When I am stressed I have anxiety attacks. Strong. But, when I can take a deep breath and talk things out, the these attacks disappear. I haven’t had a strong one since we came home from Mr. B.’s internship. That is, until recently.
I am very aware that hormones wreak havoc upon my emotions. I wasn’t entirely aware of how much until I read MomBabe’s recent post. I am not depression-prone, except for in pregnancy. Strange how a post on depression reminded me of what I have been struggling with. And, how to solve it.
Last night, Mr. B. came home with a look on his face that I thought reflected disappointment. In me. I couldn’t handle it. I shut him, and everything else, out. This really hurt him. After talking, I felt better. It was not until today’s reflections I realized what had triggered this emotional outcry. The pregnancy hormones have tipped whatever it is that causes my anxiety attacks. I have been feeling trapped, alone, and completely inadequate.
I am terrified of meeting new people, talking to old friends, and stepping outside my door. I am sure that people think I am weird (although, this is true). Even at work I feel as if the kids would be better off without me.
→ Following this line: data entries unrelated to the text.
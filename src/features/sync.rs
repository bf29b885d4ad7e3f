use std::collections::HashSet;
use std::sync::{Arc, Mutex};

use tokio::sync::Notify;
use tokio::task::JoinHandle;
use uuid::Uuid;

use crate::features::connectivity::Connectivity;
use crate::features::endpoint::{RemoteEndpoint, SyncEnvelope};
use crate::features::record_store::{PdfSignatureStore, RecordStore, SignatureStore};
use crate::features::records::{StoredRecord, SyncState};

#[derive(Debug, Clone, Copy, PartialEq, Eq)]
pub enum SkipReason {
    Offline,
    NothingPending,
    AllInFlight,
    StoreUnavailable,
}

/// Outcome of one sync attempt over one store.
#[derive(Debug, Clone, Copy, PartialEq, Eq, Default)]
pub struct SyncReport {
    pub attempted: usize,
    pub acknowledged: usize,
    pub failed: usize,
    /// Unsynced records left alone because another attempt is pushing them.
    pub busy: usize,
    pub skipped: Option<SkipReason>,
}

impl SyncReport {
    fn skipped(reason: SkipReason) -> Self {
        Self {
            skipped: Some(reason),
            ..Self::default()
        }
    }
}

#[derive(Default)]
struct InFlight {
    ids: Mutex<HashSet<Uuid>>,
    released: Notify,
}

struct Shared {
    signatures: Arc<SignatureStore>,
    pdf_signatures: Arc<PdfSignatureStore>,
    endpoint: Arc<dyn RemoteEndpoint>,
    connectivity: Connectivity,
    in_flight: Arc<InFlight>,
}

/// Releases a record's in-flight mark when the push finishes or its task is dropped.
struct InFlightGuard {
    in_flight: Arc<InFlight>,
    id: Uuid,
}

impl InFlightGuard {
    fn claim(in_flight: &Arc<InFlight>, id: Uuid) -> Option<Self> {
        let mut set = in_flight.ids.lock().ok()?;
        if !set.insert(id) {
            return None;
        }
        Some(Self {
            in_flight: in_flight.clone(),
            id,
        })
    }
}

impl Drop for InFlightGuard {
    fn drop(&mut self) {
        if let Ok(mut set) = self.in_flight.ids.lock() {
            set.remove(&self.id);
        }
        self.in_flight.released.notify_waiters();
    }
}

/// Pushes unsynced records to the remote endpoint after saves and whenever the
/// device comes back online.
///
/// Owned by the application; [`install`](Self::install) subscribes to connectivity
/// changes and [`shutdown`](Self::shutdown) (or dropping) ends the subscription.
pub struct SyncCoordinator {
    shared: Arc<Shared>,
    listener: Mutex<Option<JoinHandle<()>>>,
}

impl SyncCoordinator {
    pub fn new(
        signatures: Arc<SignatureStore>,
        pdf_signatures: Arc<PdfSignatureStore>,
        endpoint: Arc<dyn RemoteEndpoint>,
        connectivity: Connectivity,
    ) -> Self {
        Self {
            shared: Arc::new(Shared {
                signatures,
                pdf_signatures,
                endpoint,
                connectivity,
                in_flight: Arc::new(InFlight::default()),
            }),
            listener: Mutex::new(None),
        }
    }

    /// Starts listening for offline to online transitions. Must run inside a tokio
    /// runtime. Returns false when already installed.
    pub fn install(&self) -> bool {
        let Ok(mut slot) = self.listener.lock() else {
            return false;
        };
        if slot.as_ref().is_some_and(|handle| !handle.is_finished()) {
            return false;
        }
        let shared = self.shared.clone();
        let mut rx = shared.connectivity.subscribe();
        // Read before spawning so a transition racing the task start is still seen.
        let mut seen = rx.borrow_and_update().restorations;
        *slot = Some(tokio::spawn(async move {
            // Restores that happen while an attempt runs bump the counter and are
            // picked up by the next iteration.
            while rx.changed().await.is_ok() {
                let restorations = rx.borrow_and_update().restorations;
                if restorations == seen {
                    continue;
                }
                seen = restorations;
                let plain = sync_after_restore(&shared, &shared.signatures).await;
                let pdf = sync_after_restore(&shared, &shared.pdf_signatures).await;
                log::info!("sync after reconnect: signatures {plain:?}, pdf signatures {pdf:?}");
            }
        }));
        log::debug!("sync coordinator installed");
        true
    }

    pub fn is_installed(&self) -> bool {
        self.listener
            .lock()
            .map(|slot| slot.as_ref().is_some_and(|handle| !handle.is_finished()))
            .unwrap_or(false)
    }

    /// Stops reacting to connectivity changes. Pushes already under way keep running.
    pub fn shutdown(&self) {
        if let Ok(mut slot) = self.listener.lock() {
            if let Some(handle) = slot.take() {
                handle.abort();
                log::debug!("sync coordinator shut down");
            }
        }
    }

    pub async fn attempt_sync(&self) -> SyncReport {
        sync_store(&self.shared, &self.shared.signatures).await
    }

    pub async fn attempt_pdf_sync(&self) -> SyncReport {
        sync_store(&self.shared, &self.shared.pdf_signatures).await
    }

    /// Fire-and-forget [`attempt_sync`](Self::attempt_sync).
    pub fn trigger(&self) -> JoinHandle<SyncReport> {
        let shared = self.shared.clone();
        tokio::spawn(async move { sync_store(&shared, &shared.signatures).await })
    }

    /// Fire-and-forget [`attempt_pdf_sync`](Self::attempt_pdf_sync).
    pub fn trigger_pdf(&self) -> JoinHandle<SyncReport> {
        let shared = self.shared.clone();
        tokio::spawn(async move { sync_store(&shared, &shared.pdf_signatures).await })
    }

    pub fn sync_state<R: StoredRecord>(&self, record: &R) -> SyncState {
        if record.is_synced() {
            SyncState::Synced
        } else if self.is_in_flight(record.id()) {
            SyncState::InFlight
        } else {
            SyncState::Pending
        }
    }

    pub fn is_in_flight(&self, id: Uuid) -> bool {
        self.shared
            .in_flight
            .ids
            .lock()
            .map(|set| set.contains(&id))
            .unwrap_or(false)
    }

    pub fn in_flight_count(&self) -> usize {
        self.shared
            .in_flight
            .ids
            .lock()
            .map(|set| set.len())
            .unwrap_or(0)
    }
}

impl Drop for SyncCoordinator {
    fn drop(&mut self) {
        self.shutdown();
    }
}

/// Sync attempt answering a connectivity restore. Records held by another attempt
/// may still fail there, so they are waited for and tried again.
async fn sync_after_restore<R: StoredRecord>(
    shared: &Shared,
    store: &Arc<RecordStore<R>>,
) -> SyncReport {
    loop {
        // Registered before the attempt so a release during it is not missed.
        let released = shared.in_flight.released.notified();
        let report = sync_store(shared, store).await;
        if report.busy == 0 {
            return report;
        }
        log::debug!("{:?}: {} records busy, retrying once released", R::KIND, report.busy);
        released.await;
    }
}

async fn sync_store<R: StoredRecord>(shared: &Shared, store: &Arc<RecordStore<R>>) -> SyncReport {
    if !shared.connectivity.is_online() {
        log::debug!("{:?} sync skipped: offline", R::KIND);
        return SyncReport::skipped(SkipReason::Offline);
    }
    let pending = match store.list_unsynced().await {
        Ok(pending) => pending,
        Err(e) => {
            log::warn!("{:?} sync skipped, store unavailable: {}", R::KIND, e);
            return SyncReport::skipped(SkipReason::StoreUnavailable);
        }
    };
    if pending.is_empty() {
        return SyncReport::skipped(SkipReason::NothingPending);
    }

    // Snapshot: records saved from here on wait for the next trigger.
    let pending_count = pending.len();
    let claimed: Vec<(R, InFlightGuard)> = pending
        .into_iter()
        .filter_map(|record| {
            InFlightGuard::claim(&shared.in_flight, record.id()).map(|guard| (record, guard))
        })
        .collect();
    let busy = pending_count - claimed.len();
    if claimed.is_empty() {
        return SyncReport {
            busy,
            ..SyncReport::skipped(SkipReason::AllInFlight)
        };
    }

    let mut report = SyncReport {
        attempted: claimed.len(),
        busy,
        ..SyncReport::default()
    };
    let handles: Vec<JoinHandle<bool>> = claimed
        .into_iter()
        .map(|(record, guard)| {
            let endpoint = shared.endpoint.clone();
            let store = store.clone();
            tokio::spawn(async move {
                let _guard = guard;
                push_one(endpoint.as_ref(), &store, &record).await
            })
        })
        .collect();
    for handle in handles {
        match handle.await {
            Ok(true) => report.acknowledged += 1,
            _ => report.failed += 1,
        }
    }
    log::info!(
        "{:?} sync: {} attempted, {} acknowledged, {} failed",
        R::KIND,
        report.attempted,
        report.acknowledged,
        report.failed
    );
    report
}

async fn push_one<R: StoredRecord>(
    endpoint: &dyn RemoteEndpoint,
    store: &RecordStore<R>,
    record: &R,
) -> bool {
    let id = record.id();
    let envelope = match SyncEnvelope::from_record(record) {
        Ok(envelope) => envelope,
        Err(e) => {
            log::warn!("cannot build sync payload for {id}: {e}");
            return false;
        }
    };
    if let Err(e) = endpoint.push(&envelope).await {
        log::warn!("push of {id} failed, will retry: {e}");
        return false;
    }
    match store.mark_synced(id).await {
        Ok(_) => {
            log::debug!("{id} acknowledged");
            true
        }
        Err(e) => {
            log::warn!("{id} acknowledged but not marked synced: {e}");
            false
        }
    }
}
Why would I think these horrible thoughts?
It took awhile to recognize. Now that I have, I can seek the help I need. From Mr. B. After a lengthy “tell-all” session, I came to a certain peace with these feelings. I will not allow them to crowd out the joys in my life.
I know as the hormones recede these feelings will disappear. I am so grateful that Mr. B. gives me daily dosages of medicine. The kind I need: affection.
Funny how growing a baby can bring about so much change. I know that the Lord has recognized my weaknesses and vulnerabilities, that is why he sent Mr. B. my way. I could not have hand picked a more perfect husband.